Focus on the results of what you're offering. And the results aren't the obvious benefits of assorted features. If Starbucks only marketed its merchandise you could easily happen other javas that compete. Starbucks have marketed its outcomes: high quality; java education; reliability; a topographic point to work or gather; java house atmosphere that entreaties to many tastes.

When prospects ask for you to "show us what you can do" be certain you travel right to the results and do those results appealing to senses other than the underside line or client service. Maybe your result heightens the person's status; your service smooths the manner over hard roads; you ostracize hurting forever.

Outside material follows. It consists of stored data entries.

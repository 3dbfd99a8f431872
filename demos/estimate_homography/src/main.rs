use argh::FromArgs;
use serde::{Deserialize, Serialize};
use std::path::PathBuf;

use planar::homography::{
    self as ph, Correspondence, DegreeMatrix, HomographyEstimationParams, HomographyMatrix,
    Point2D, ReprojectionReport,
};
use planar::optim::NelderMead;

#[derive(FromArgs)]
/// Estimate a planar homography from point correspondences stored in a JSON file
struct Args {
    /// path to the input JSON file
    #[argh(option)]
    input: PathBuf,

    /// optimizer convergence tolerance, overrides the input file
    #[argh(option)]
    tolerance: Option<f64>,

    /// maximum number of optimizer iterations, overrides the input file
    #[argh(option)]
    max_iterations: Option<usize>,

    /// path to write the homography and the reports as JSON
    #[argh(option)]
    output: Option<PathBuf>,
}

#[derive(Deserialize)]
struct Input {
    scene_points: Vec<Point2D>,
    image_points: Vec<Point2D>,
    #[serde(default)]
    degree_matrix: Option<Vec<Vec<f64>>>,
    #[serde(default)]
    holdout_scene_points: Vec<Point2D>,
    #[serde(default)]
    holdout_image_points: Vec<Point2D>,
    #[serde(default)]
    optimizer: NelderMead,
}

#[derive(Serialize)]
struct Output {
    homography: HomographyMatrix,
    cost: f64,
    iterations: usize,
    fit: ReprojectionReport,
    holdout: Option<ReprojectionReport>,
}

fn print_report(title: &str, report: &ReprojectionReport) {
    println!("{title}:");
    for (i, p) in report.points.iter().enumerate() {
        println!(
            "  #{i}: scene ({:.4}, {:.4}) -> projected ({:.4}, {:.4}), actual ({:.4}, {:.4}), error {:.6}",
            p.scene.x, p.scene.y, p.projected.x, p.projected.y, p.actual.x, p.actual.y, p.error
        );
    }
    println!(
        "  total {:.6}, mean {:.6}, max {:.6}, rmse {:.6}",
        report.total_error, report.mean_error, report.max_error, report.rmse
    );
}

fn main() -> Result<(), Box<dyn std::error::Error>> {
    env_logger::init();
    let args: Args = argh::from_env();

    let input: Input = serde_json::from_str(&std::fs::read_to_string(&args.input)?)?;

    let mut optimizer = input.optimizer;
    if let Some(tolerance) = args.tolerance {
        optimizer.tolerance = tolerance;
    }
    if let Some(max_iterations) = args.max_iterations {
        optimizer.max_iterations = max_iterations;
    }
    let params = HomographyEstimationParams {
        optimizer,
        ..Default::default()
    };

    let (estimate, correspondences) = match &input.degree_matrix {
        Some(rows) => {
            let degree = DegreeMatrix::from_rows(rows)?;
            ph::estimate_homography_with_degree_matrix(
                &input.scene_points,
                &input.image_points,
                &degree,
                &params,
            )?
        }
        None => {
            let correspondences = Correspondence::zip(&input.scene_points, &input.image_points)?;
            (ph::estimate_homography(&correspondences, &params)?, correspondences)
        }
    };

    println!(
        "Homography ({} iterations, cost {:e}):",
        estimate.iterations, estimate.cost
    );
    println!("{}", estimate.homography);

    let fit = ph::validate_homography(&estimate.homography, &correspondences)?;
    print_report("Fit", &fit);

    let holdout = if input.holdout_scene_points.is_empty() && input.holdout_image_points.is_empty()
    {
        None
    } else {
        let holdout =
            Correspondence::zip(&input.holdout_scene_points, &input.holdout_image_points)?;
        let report = ph::validate_homography(&estimate.homography, &holdout)?;
        print_report("Hold-out", &report);
        Some(report)
    };

    if let Some(path) = args.output {
        let output = Output {
            homography: estimate.homography,
            cost: estimate.cost,
            iterations: estimate.iterations,
            fit,
            holdout,
        };
        std::fs::write(&path, serde_json::to_string_pretty(&output)?)?;
        log::info!("Wrote {}", path.display());
    }

    Ok(())
}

2) Another new regulation for selling and praseodymium is to waive jargon. I have got always advocated the same for presentations. A selling manager I consulted with often urged the gross sales squad to acquire "price improvement" from customers. In non-jargon, this meant "raise prices." Yet she avoided saying that in clear language. I had to state her that if she couldn't utilize apparent linguistic communication with her internal team, how could those gross sales people inquire for higher terms from customers?

Use ingenious linguistic communication from other subjects such as as art, music, theater, sports, space flight, nature and the like. A client recently created an 'economic ecosystem' and a colorful, attractive pyramid that she is using to enrich her technology-heavy, research oriented presentations.

3) Creating purchaser characters is a new regulation for selling and PR. It is a conception like my ain figure 1 rule "Put the Audience First." A fictional character is a character sketch, with inside information about preferences, activities and other qualities of the listener. When you visualise a individual through this study you cognize how to speak to that person. This is in direct contrast to talking to the generic prospect who may or may not really be as you picture.

Speak directly to people about thoughts they desire to hear and in linguistic communication that volition elevate and enrich them. They'll react your call-to-action.